This study aims to explore how brand purpose is articulated as a brand-level meaning claim through internal practices. While existing research has largely focused on the outcomes and strategic potential of brand purpose, this study shifts attention to the internal articulation work through which purpose becomes anchored in brand identity, offering, stakeholder relevance and everyday brand conduct, by asking: what practices shape and are shaped by the emergence of brand purpose?
A qualitative research design was adopted, drawing on social practice theory. Forty-one semi-structured interviews were conducted with brand managers, consultants, strategists and entrepreneurs across purpose-driven brands and agencies.

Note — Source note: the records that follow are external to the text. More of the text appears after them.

//! Buffer cache: a sector-granular, write-back cache for the filesystem
//! block device.
//!
//! Mirrors the clock-algorithm cache the inode layer is built on: a
//! FIFO-ordered resident list gives every block a second chance before
//! eviction, and an evicted dirty block is written back by a short-lived
//! worker thread rather than blocking the evictor. A block being written
//! back this way sits in a separate "evicting" set; anyone who asks for that
//! sector again waits on a [`ConditionVariable`] until the worker finishes
//! instead of racing it.

use crate::sync::{ConditionVariable, Mutex, Semaphore};
use abyss::dev::{BlockOps, Sector, get_bdev};
use alloc::collections::{btree_map::BTreeMap, btree_set::BTreeSet, vec_deque::VecDeque};
use keos::{KernelError, thread::ThreadBuilder};

/// Slot of the filesystem's backing block device.
const FS_DEVICE_SLOT: usize = 1;

/// Maximum number of sectors held resident at once.
pub const CAPACITY: usize = 64;

/// Maximum number of write-back workers in flight at once.
const MAX_WRITEBACK_WORKERS: usize = 4;

struct Block {
    data: [u8; 512],
    dirty: bool,
    accessed: bool,
    in_use: usize,
}

struct State {
    blocks: BTreeMap<usize, Block>,
    order: VecDeque<usize>,
    evicting: BTreeSet<usize>,
}

pub struct BufferCache {
    state: Mutex<State>,
    evict_done: ConditionVariable,
    writeback_slots: Semaphore<()>,
}

fn device() -> &'static dyn BlockOps {
    get_bdev(FS_DEVICE_SLOT).expect("filesystem device not registered")
}

impl BufferCache {
    pub const fn new() -> Self {
        Self {
            state: Mutex::new(State {
                blocks: BTreeMap::new(),
                order: VecDeque::new(),
                evicting: BTreeSet::new(),
            }),
            evict_done: ConditionVariable::new(),
            writeback_slots: Semaphore::new(MAX_WRITEBACK_WORKERS, ()),
        }
    }

    /// Ensures `sector` is resident, blocking until any in-flight eviction of
    /// it finishes, then marks it in-use and returns. `read` requests that
    /// the block's content be loaded from disk if it wasn't already
    /// resident; pass `false` for writes that will overwrite the whole
    /// sector anyway.
    fn get_block(&'static self, sector: Sector, read: bool) -> usize {
        let mut guard = self
            .evict_done
            .wait_while(&self.state, |s| s.evicting.contains(&sector.0));

        if !guard.blocks.contains_key(&sector.0) {
            if guard.blocks.len() >= CAPACITY {
                self.evict_one(&mut guard);
            }
            let mut data = [0u8; 512];
            if read {
                assert!(device().read(sector, &mut data), "buffer cache: disk read failed");
            }
            guard.blocks.insert(
                sector.0,
                Block {
                    data,
                    dirty: false,
                    accessed: false,
                    in_use: 0,
                },
            );
            guard.order.push_back(sector.0);
        }
        guard.blocks.get_mut(&sector.0).unwrap().in_use += 1;
        sector.0
    }

    /// Runs the clock sweep until a resident block is actually reclaimed.
    /// Blocks currently in use, or blocks the sweep has already given a
    /// second chance to in this pass, are requeued rather than evicted.
    fn evict_one(&'static self, state: &mut State) {
        loop {
            let Some(idx) = state.order.pop_front() else {
                return;
            };
            let Some(block) = state.blocks.get_mut(&idx) else {
                continue;
            };
            if block.accessed {
                block.accessed = false;
                state.order.push_back(idx);
                continue;
            }
            if block.in_use != 0 {
                state.order.push_back(idx);
                continue;
            }
            let block = state.blocks.remove(&idx).unwrap();
            state.evicting.insert(idx);
            self.spawn_writeback(idx, block.dirty, block.data);
            return;
        }
    }

    fn spawn_writeback(&'static self, sector: usize, dirty: bool, data: [u8; 512]) {
        // Held by the worker closure, not this function, so the permit
        // stays taken until the write-back itself finishes rather than
        // being dropped the moment the thread is merely launched.
        let permit = self.writeback_slots.wait();
        ThreadBuilder::new("cache-writeback").spawn(move || {
            let _permit = permit;
            if dirty {
                assert!(
                    device().write(Sector(sector), &data),
                    "buffer cache: write-back failed"
                );
            }
            let mut guard = self.state.lock();
            guard.evicting.remove(&sector);
            self.evict_done.broadcast(guard);
        });
    }

    /// Reads `len` bytes at `ofs` within `sector` into `buf`.
    pub fn read(
        &'static self,
        sector: Sector,
        buf: &mut [u8],
        ofs: usize,
        len: usize,
    ) -> Result<(), KernelError> {
        let idx = self.get_block(sector, true);
        let mut guard = self.state.lock();
        let block = guard.blocks.get_mut(&idx).ok_or(KernelError::IOError)?;
        buf[..len].copy_from_slice(&block.data[ofs..ofs + len]);
        block.accessed = true;
        block.in_use -= 1;
        guard.unlock();
        Ok(())
    }

    /// Writes `len` bytes at `ofs` within `sector` from `buf`. When the
    /// write doesn't cover the whole sector and the caller didn't already
    /// read it, the sector is zeroed first rather than leaving stale
    /// neighboring bytes.
    pub fn write(
        &'static self,
        sector: Sector,
        buf: &[u8],
        ofs: usize,
        len: usize,
        read_before_write: bool,
    ) -> Result<(), KernelError> {
        let full_sector = ofs == 0 && len == 512;
        let idx = self.get_block(sector, read_before_write || full_sector);
        let mut guard = self.state.lock();
        let block = guard.blocks.get_mut(&idx).ok_or(KernelError::IOError)?;
        if !read_before_write && !full_sector {
            block.data = [0u8; 512];
        }
        block.data[ofs..ofs + len].copy_from_slice(&buf[..len]);
        block.accessed = true;
        block.dirty = true;
        block.in_use -= 1;
        guard.unlock();
        Ok(())
    }

    /// Synchronously writes back every dirty resident block and drops the
    /// cache's contents. Used at filesystem unmount; unlike ordinary
    /// eviction this never hands work to an async worker.
    pub fn release_all(&self) {
        let mut guard = self.state.lock();
        for (sector, block) in guard.blocks.iter() {
            if block.dirty {
                assert!(
                    device().write(Sector(*sector), &block.data),
                    "buffer cache: release write-back failed"
                );
            }
        }
        guard.blocks.clear();
        guard.order.clear();
        guard.unlock();
    }
}

impl Default for BufferCache {
    fn default() -> Self {
        Self::new()
    }
}

/// The system-wide buffer cache singleton.
pub static BUFFER_CACHE: BufferCache = BufferCache::new();

#[cfg(test)]
mod tests {
    use super::*;
    use abyss::dev::Sector;

    /// `read_blocks_on_a_sector_currently_being_evicted` drives `BUFFER_CACHE`
    /// against the real filesystem block device, so it assumes the standard
    /// boot environment has one registered at `FS_DEVICE_SLOT` — the same
    /// assumption the rest of this crate's disk-backed code makes (see
    /// `crate::init`). The other test below seeds `State` directly and never
    /// calls `device()`, so it has no such dependency.

    /// The clock sweep must skip a block that's still `in_use` rather than
    /// reclaim it, even after giving it a second chance for its accessed
    /// bit. Seeds the state directly instead of going through `read`/`write`,
    /// since both release their own `in_use` claim before returning and so
    /// can't otherwise produce a block that's in-use from the outside.
    pub fn clock_sweep_never_evicts_an_in_use_block() {
        let held = Block {
            data: [0u8; 512],
            dirty: false,
            accessed: false,
            in_use: 1,
        };
        let free = Block {
            data: [0u8; 512],
            dirty: false,
            accessed: false,
            in_use: 0,
        };
        let mut state = State {
            blocks: BTreeMap::new(),
            order: VecDeque::new(),
            evicting: BTreeSet::new(),
        };
        state.blocks.insert(0, held);
        state.blocks.insert(1, free);
        state.order.push_back(0);
        state.order.push_back(1);

        BUFFER_CACHE.evict_one(&mut state);

        assert!(state.blocks.contains_key(&0), "in-use block must not be evicted");
        assert!(!state.blocks.contains_key(&1), "the free block should have been the victim");
        assert!(state.evicting.contains(&1));
        // Requeued after being skipped, not dropped from the sweep.
        assert!(state.order.contains(&0));
    }

    /// A thread reading a sector that's mid-eviction must block until the
    /// write-back worker finishes, then see a fresh read from disk rather
    /// than racing the in-memory content the evictor was writing out.
    pub fn read_blocks_on_a_sector_currently_being_evicted() {
        BUFFER_CACHE.release_all();
        let sector = Sector(0);
        let mut buf = [0xAAu8; 512];
        BUFFER_CACHE.write(sector, &buf, 0, 512, false).unwrap();

        {
            let mut guard = BUFFER_CACHE.state.lock();
            BUFFER_CACHE.evict_one(&mut guard);
            assert!(guard.evicting.contains(&0));
            guard.unlock();
        }

        // Blocks until the write-back worker removes sector 0 from
        // `evicting`, then re-reads it from disk.
        BUFFER_CACHE.read(sector, &mut buf, 0, 512).unwrap();
        assert_eq!(buf, [0xAAu8; 512]);
        let guard = BUFFER_CACHE.state.lock();
        assert!(!guard.evicting.contains(&0));
        guard.unlock();
        BUFFER_CACHE.release_all();
    }
}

Data were analysed through reflexive thematic analysis to identify how meanings, competences and material arrangements configure the articulation of brand purpose.
This study identifies two interconnected practice sets: discovering brand purpose through legacy interpretation, product impact reflection, cultural insight alignment and consumer insight integration; and structuring brand purpose through mission crafting, vision framing, value grounding and value enabling. The first anchors purpose in brand identity, positioning, category context and consumer relevance, strengthening authenticity and relevance; the second translates it into brand direction, generating integrity.
This study offers an empirically grounded, practice-based explanation of how brand purpose is formed through internal brand articulation practices. It shows how internal and external orientations are integrated around a brand-level purpose claim and explains how brand purpose, mission, vision and values co-develop as brand articulation devices. By clarifying how authenticity, relevance and integrity arise in practice, this study advances understanding of how brand purpose gains meaning, credibility and traction.